Перегнувшись через него, я завел автомат за проем двери, влево, и нажал на спуск… Наугад…
Рукопашной не получилось. Мазурин в упор расстрелял машиниста в форме солдата железнодорожных войск, а моя слепая очередь разнесла голову офицеру. Одна из пуль попала ему в шею, и он, как и тот немец в лесу, сжимал руками горло так, словно пытался себя задушить. Было странно видеть эту картину, которую может подарить только война, – труп с размозженным черепом сжимает рану на горле.

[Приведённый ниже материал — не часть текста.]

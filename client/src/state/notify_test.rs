use super::*;

#[test]
fn push_assigns_increasing_ids() {
    let mut queue = NotificationQueue::default();
    let a = queue.success("Produk berhasil ditambahkan");
    let b = queue.error("Error", Some("Gagal mengambil data produk."));
    assert!(b > a);
    assert_eq!(queue.notices().len(), 2);
    assert_eq!(queue.notices()[1].kind, NoticeKind::Error);
    assert_eq!(queue.notices()[1].description.as_deref(), Some("Gagal mengambil data produk."));
}

#[test]
fn dismiss_removes_only_matching_notice() {
    let mut queue = NotificationQueue::default();
    let a = queue.success("one");
    let b = queue.success("two");
    assert!(queue.dismiss(a));
    assert_eq!(queue.notices().len(), 1);
    assert_eq!(queue.notices()[0].id, b);
}

#[test]
fn dismiss_twice_is_noop() {
    let mut queue = NotificationQueue::default();
    let id = queue.success("one");
    assert!(queue.dismiss(id));
    assert!(!queue.dismiss(id));
    assert!(queue.is_empty());
}

#[test]
fn overflow_drops_oldest() {
    let mut queue = NotificationQueue::default();
    let first = queue.success("0");
    for i in 1..=MAX_NOTICES {
        queue.success(&i.to_string());
    }
    assert_eq!(queue.notices().len(), MAX_NOTICES);
    assert!(queue.notices().iter().all(|n| n.id != first));
}
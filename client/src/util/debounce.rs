//! Trailing-edge debounce bookkeeping.
//!
//! DESIGN
//! ======
//! Timers live in the component (`gloo-timers`); this type only decides which
//! timer is still current. Every `push` bumps a generation and returns its
//! ticket. When a timer fires it calls `settle` with its ticket, and only the
//! latest ticket gets the pending value. N pushes inside one window therefore
//! settle exactly once, with the last value.

#[cfg(test)]
#[path = "debounce_test.rs"]
mod debounce_test;

/// Identifies one scheduled settle attempt.
#[derive(Clone, Copy, Debug, PartialEq, Eq)]
pub struct DebounceTicket(u64);

#[derive(Clone, Debug, PartialEq, Eq)]
pub struct Debounce<T> {
    pending: Option<T>,
    generation: u64,
}

impl<T> Default for Debounce<T> {
    fn default() -> Self {
        Self { pending: None, generation: 0 }
    }
}

impl<T> Debounce<T> {
    /// Record a new value and invalidate every earlier ticket.
    pub fn push(&mut self, value: T) -> DebounceTicket {
        self.generation += 1;
        self.pending = Some(value);
        DebounceTicket(self.generation)
    }

    /// Take the pending value if `ticket` is the latest one.
    pub fn settle(&mut self, ticket: DebounceTicket) -> Option<T> {
        if ticket.0 != self.generation {
            return None;
        }
        self.pending.take()
    }

    /// Drop any pending value; outstanding tickets will settle to nothing.
    pub fn cancel(&mut self) {
        self.generation += 1;
        self.pending = None;
    }

    #[must_use]
    pub fn is_pending(&self) -> bool {
        self.pending.is_some()
    }
}
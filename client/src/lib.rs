//! # client
//!
//! Leptos + WASM frontend for the product admin app.
//!
//! This crate contains the pages, components, application state, and network
//! helpers. The server crate renders it with the `ssr` feature; the browser
//! bundle is built with `hydrate` and calls [`hydrate`] on load.

pub mod app;
pub mod components;
pub mod net;
pub mod pages;
pub mod state;
pub mod util;

/// Browser entry point: install logging and hydrate the server-rendered page.
#[cfg(feature = "hydrate")]
#[wasm_bindgen::prelude::wasm_bindgen]
pub fn hydrate() {
    console_error_panic_hook::set_once();
    let _ = console_log::init_with_level(log::Level::Debug);
    leptos::mount::hydrate_body(app::App);
}
//! `reqwest`-backed implementation of [`ProductApi`].

use std::time::Duration;

use reqwest::{RequestBuilder, Url};
use serde_json::Value;

use super::{ProductApi, UpstreamError};
use crate::config::UpstreamTimeouts;

const PRODUCT_PATH: [&str; 3] = ["web", "v1", "product"];
const PRODUCTS_PATH: [&str; 3] = ["web", "v1", "products"];

/// HTTP client bound to the upstream base URL. Cheap to share behind an `Arc`.
pub struct UpstreamClient {
    http: reqwest::Client,
    base_url: Url,
}

impl UpstreamClient {
    /// Build a client for `base_url` with the given timeouts.
    ///
    /// # Errors
    ///
    /// Returns an error if the URL is not an absolute http(s) base or the
    /// HTTP client fails to build.
    pub fn new(base_url: &str, timeouts: UpstreamTimeouts) -> Result<Self, UpstreamError> {
        let base_url = Url::parse(base_url).map_err(|e| UpstreamError::InvalidUrl(format!("{base_url}: {e}")))?;
        if base_url.cannot_be_a_base() {
            return Err(UpstreamError::InvalidUrl(base_url.to_string()));
        }

        let http = reqwest::Client::builder()
            .timeout(Duration::from_secs(timeouts.request_secs))
            .connect_timeout(Duration::from_secs(timeouts.connect_secs))
            .build()
            .map_err(|e| UpstreamError::HttpClientBuild(e.to_string()))?;

        Ok(Self { http, base_url })
    }

    #[must_use]
    pub fn base_url(&self) -> &Url {
        &self.base_url
    }

    /// Append path segments to the base URL. Each segment is percent-encoded,
    /// so an id containing `/` stays a single segment.
    fn endpoint<I, S>(&self, segments: I) -> Result<Url, UpstreamError>
    where
        I: IntoIterator<Item = S>,
        S: AsRef<str>,
    {
        let mut url = self.base_url.clone();
        url.path_segments_mut()
            .map_err(|()| UpstreamError::InvalidUrl(self.base_url.to_string()))?
            .pop_if_empty()
            .extend(segments);
        Ok(url)
    }

    async fn send(request: RequestBuilder) -> Result<Value, UpstreamError> {
        let resp = request
            .send()
            .await
            .map_err(|e| UpstreamError::Request(e.to_string()))?;

        let status = resp.status();
        let body = resp
            .text()
            .await
            .map_err(|e| UpstreamError::Request(e.to_string()))?;

        if !status.is_success() {
            return Err(UpstreamError::Status { status: status.as_u16(), body });
        }
        decode_body(&body)
    }
}

/// Decode a success body. An empty body relays as JSON `null`.
pub(crate) fn decode_body(body: &str) -> Result<Value, UpstreamError> {
    if body.trim().is_empty() {
        return Ok(Value::Null);
    }
    serde_json::from_str(body).map_err(|e| UpstreamError::Parse(e.to_string()))
}

#[async_trait::async_trait]
impl ProductApi for UpstreamClient {
    async fn get_product(&self, product_id: &str) -> Result<Value, UpstreamError> {
        let url = self.endpoint(PRODUCT_PATH)?;
        Self::send(self.http.get(url).query(&[("product_id", product_id)])).await
    }

    async fn create_product(&self, body: Value) -> Result<Value, UpstreamError> {
        let url = self.endpoint(PRODUCT_PATH)?;
        Self::send(self.http.post(url).json(&body)).await
    }

    async fn update_product(&self, body: Value) -> Result<Value, UpstreamError> {
        let url = self.endpoint(PRODUCT_PATH)?;
        Self::send(self.http.put(url).json(&body)).await
    }

    async fn delete_product(&self, product_id: &str) -> Result<Value, UpstreamError> {
        let url = self.endpoint(PRODUCT_PATH.into_iter().chain([product_id]))?;
        Self::send(self.http.delete(url)).await
    }

    async fn list_products(&self, params: Vec<(String, String)>) -> Result<Value, UpstreamError> {
        let url = self.endpoint(PRODUCTS_PATH)?;
        Self::send(self.http.get(url).query(&params)).await
    }
}

#[cfg(test)]
#[path = "http_test.rs"]
mod tests;
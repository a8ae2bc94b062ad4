//! Utility helpers shared across client UI modules.
//!
//! SYSTEM CONTEXT
//! ==============
//! Utility modules keep routing decisions, timing, and display formatting out
//! of page and component code so they can be tested without a browser.

pub mod auth;
pub mod debounce;
pub mod format;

Рефлекторная хватка была так сильна, что нечего было даже думать о том, чтобы ее разжать. Схватив то, что осталось от офицера, за плечо, я зашвырнул его в угол.
Стекло было забрызгано кровью. Любоваться видами украинской природы мы не собирались, но видеть путь было необходимо. Схватив стоящее в углу ведро с водой – там плескалось не больше трех литров, Мазурин выплеснул его на стекло. Поднял автомат и, задыхаясь от волнения, бросил в мою сторону:
– Я ваш должник, доктор…
– Сомневаюсь, что вспомните об этом, когда мы выберемся из этого дерьма, – ответил я, разглядывая ручки и рычаги. – Поэтому отплатите здесь и сейчас. Берите лопату и займитесь топкой.
Осторожно подвигав рычаг на панели, я понял, какое мое движение ускоряет ход паровоза. Ничего другого не было нужно. Двинув рычаг вперед, я положил автомат на пол и заторопился к чекисту. Уже разгоряченный от работы, он черпал уголь из кучи и одним движением швырял в топку. Ему немного мешала нога одного из солдат, и я, взяв труп за руки, отволок в сторону. А вот и вторая лопата…
– Котлы не разорвет? – спросил меня подполковник НКВД, когда стало ясно, что паровоз мчится по рельсам и что он неуправляем.
– Боитесь выговора от начальника состава? Тогда возьмите автомат, потому что через пару минут сюда начнут заходить по очереди проверяющие.
С этой минуты он стоял с автоматом в дверях машинного отделения, ведущего к угольному отсеку, а я бросал уголь в топку.
Первая очередь за моей спиной прозвучала через три минуты. Забросив уголь, я оперся на лопату и вытер слепящий меня пот.